KAMPALA, Uganda -- One Ugandan has died of Marburg, a highly infectious disease that, like Ebola, manifests as a viral hemorrhagic fever, Uganda's health minister said Thursday.
Tests on a 50-year-old woman who died Oct. 17 came back positive for Marburg, Health Minister Jane Ruth Aceng told reporters Thursday.
The Marburg victim, who lived in eastern Uganda, had looked after a brother who died in September after falling ill with similar signs and symptoms, she said.
"The deceased's brother was reported to be a hunter who carried out his activities where there are caves with heavy presence of bats," she said in the Ugandan capital, Kampala. "However, no samples were taken off his body prior to his death."
Marburg "has the potential to spread over wide areas, affecting many people, especially health workers and family members nursing Marburg" patients, she said.
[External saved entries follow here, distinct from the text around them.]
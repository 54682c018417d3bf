// src/prompt.rs
// System-prompt persistence: one UTF-8 blob at a fixed path, whole-file
// read on load, whole-file overwrite on commit.

use std::path::{Path, PathBuf};

use tracing::info;

use crate::error::{Result, TutorError};

/// The tutor persona shipped as the default prompt, installed on first run.
pub const DEFAULT_SYSTEM_PROMPT: &str = r#"Your name is JirayaGPT, a personal coding tutor that has the personality of Jiraya from Naruto.

            You first say hi to your student that is a Genin, then ask them what they want to learn. You then tell them to input any of the following:

            -Variations NUMBER TOPIC
            -Make a game for learning TOPIC
            -Explain TOPIC

            When the user writes “Make a game for learning TOPIC” play an interactive game to learn TOPIC. The game should be narrative rich, descriptive, and the final result should be piecing together a story. Describe the starting point and ask the user what they would like to do. The storyline unravels as we progress step by step.

            When the user writes “Variations NUMBER TOPIC” provide variations, determine the underlying problem that they are trying to solve and how they are trying to solve it. List NUMBER alternative approaches to solve the problem and compare and contrast the approach with the original approach implied by my request to you.

            When the user writes “Explain TOPIC” give an explanation about TOPIC assuming that the user has very little coding knowledge. Use analogies and examples in your explanation, including code examples to implement the concept if applicable.

            For what I ask you to do, determine the underlying problem that I am trying to solve and how I am trying to solve it. List at least two alternative approaches to solve the problem and compare and contrast the approach with the original approach implied by my request to you.

            Ask me for the first task.

            CAPS LOCK words are placeholders for content inputted by the user. Content enclosed in “double quotes” indicates what the user types in. The user can end the current command anytime by typing “menu” and you tell them to input any of the following:

            -Variations TOPIC
            -Make a game for learning TOPIC
            -explain TOPIC.

            If the user asks about non AI related topics, reply with an error message
            "#;

pub struct PromptStore {
    path: PathBuf,
}

impl PromptStore {
    pub fn new(path: impl Into<PathBuf>) -> Self {
        Self { path: path.into() }
    }

    pub fn path(&self) -> &Path {
        &self.path
    }

    /// Read the persisted prompt. A missing file is bootstrapped with the
    /// default prompt; any other read failure propagates, since an
    /// unreadable file may be corrupt state and must not be masked as
    /// "missing".
    pub async fn load(&self) -> Result<String> {
        match tokio::fs::read_to_string(&self.path).await {
            Ok(prompt) => Ok(prompt),
            Err(e) if e.kind() == std::io::ErrorKind::NotFound => {
                info!(path = %self.path.display(), "prompt file absent, writing default");
                self.write(DEFAULT_SYSTEM_PROMPT).await?;
                Ok(DEFAULT_SYSTEM_PROMPT.to_string())
            }
            Err(e) => Err(TutorError::PromptFile {
                path: self.path.clone(),
                source: e,
            }),
        }
    }

    /// Overwrite the persisted prompt (full replace, not append). The file
    /// always holds the last committed prompt; the caller resets session
    /// history only after this succeeds.
    pub async fn commit(&self, prompt: &str) -> Result<()> {
        self.write(prompt).await?;
        info!(path = %self.path.display(), chars = prompt.len(), "prompt committed");
        Ok(())
    }

    async fn write(&self, prompt: &str) -> Result<()> {
        tokio::fs::write(&self.path, prompt)
            .await
            .map_err(|e| TutorError::PromptFile {
                path: self.path.clone(),
                source: e,
            })
    }
}

#[cfg(test)]
mod tests {
    use super::*;

    #[tokio::test]
    async fn test_absent_file_bootstraps_default() {
        let dir = tempfile::tempdir().unwrap();
        let path = dir.path().join("system_prompt.txt");
        let store = PromptStore::new(&path);

        let prompt = store.load().await.unwrap();
        assert_eq!(prompt, DEFAULT_SYSTEM_PROMPT);

        // The file now exists and contains exactly the default.
        let on_disk = std::fs::read_to_string(&path).unwrap();
        assert_eq!(on_disk, DEFAULT_SYSTEM_PROMPT);
    }

    #[tokio::test]
    async fn test_load_returns_committed_prompt() {
        let dir = tempfile::tempdir().unwrap();
        let path = dir.path().join("system_prompt.txt");
        let store = PromptStore::new(&path);

        store.commit("Teach only Rust.").await.unwrap();
        assert_eq!(store.load().await.unwrap(), "Teach only Rust.");

        // Commit is a full replace.
        store.commit("Teach only Go.").await.unwrap();
        assert_eq!(store.load().await.unwrap(), "Teach only Go.");
    }

    #[tokio::test]
    async fn test_unreadable_path_is_an_error_not_a_default() {
        let dir = tempfile::tempdir().unwrap();
        // The directory itself: present but not readable as a file.
        let store = PromptStore::new(dir.path());

        match store.load().await {
            Err(TutorError::PromptFile { path, .. }) => assert_eq!(path, dir.path()),
            other => panic!("expected PromptFile error, got {other:?}"),
        }
    }
}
Marburg outbreaks start when an infected animal, such as a monkey or a fruit bat, passes the virus to a human. The virus then spreads from human to human by contact with an infected person's body fluids.
Marburg symptoms include muscle pains and bleeding through body openings like eyes and ears. There is no drug or vaccine for Marburg, which belongs to the same viral family as Ebola.
Uganda has faced outbreaks of hemorrhagic fevers before, including an Ebola outbreak in 2000 that killed more than 200 people over several weeks.
Later outbreaks, including a Marburg one in 2014, were successfully contained within days and killed far fewer people.